- Born: Kim Sanho 1939 (age 86–87)
- Nationality: South Korean
- Area: Cartoonist, Writer, Artist, Letterer
- Notable works: Lifi Ghost Manor House of Yang
- Awards: Order of Cultural Merit, 2008

Signature
- Sanho Kim's signature

= Sanho Kim =

South Korean comic book artist

Sanho Kim (born 1939 in Korea) is a South Korean comic book artist, considered the first artist working in a manhwa style to be published regularly in the United States. The bulk of Kim's American work was for Charlton Comics' horror comics, as well as the Kung fu title House of Yang.

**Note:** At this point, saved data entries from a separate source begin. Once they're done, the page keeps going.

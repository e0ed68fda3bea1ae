//! Shared response helpers.

use axum::{
    http::StatusCode,
    response::{IntoResponse, Response},
    Json,
};

use crate::repository::StoreError;

/// Map a store failure to its HTTP response.
pub fn store_error(err: StoreError) -> Response {
    let status = match err {
        StoreError::BadRequest(_) => StatusCode::BAD_REQUEST,
        StoreError::Unavailable(_) => {
            tracing::error!("{}", err);
            StatusCode::SERVICE_UNAVAILABLE
        }
    };
    (status, Json(serde_json::json!({ "error": err.to_string() }))).into_response()
}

In South Korea, Kim is known for the bestselling title Lifi, as well as his more recent History of Great Korean Empire. Lifi encouraged the Korean people to rise from the destruction of the Korean War, and is still imprinted in the minds of many people as Korea's first science fiction comic. Though Kim has worked in many styles and genres, the common theme that runs through his work is the pride and spirit of the Korean people.

== Biography ==
=== Early life and education ===
While a child during the Korean War, Kim lived in a refugee camp, where he read the comic strip "Mr. Manhong," featured in a Busan newspaper. Inspired to become a cartoonist himself, Kim studied fine arts (including Western painting) at Seorabeol Art College in Seoul.

While still at university, Kim made his professional debut in Manhwa Segye Magazine with "A Shining Star at Dawn," a well-received story about fighters for Korean independence from Japan. Kim released his first full-length book, The Brilliant Twilight Star, in 1958.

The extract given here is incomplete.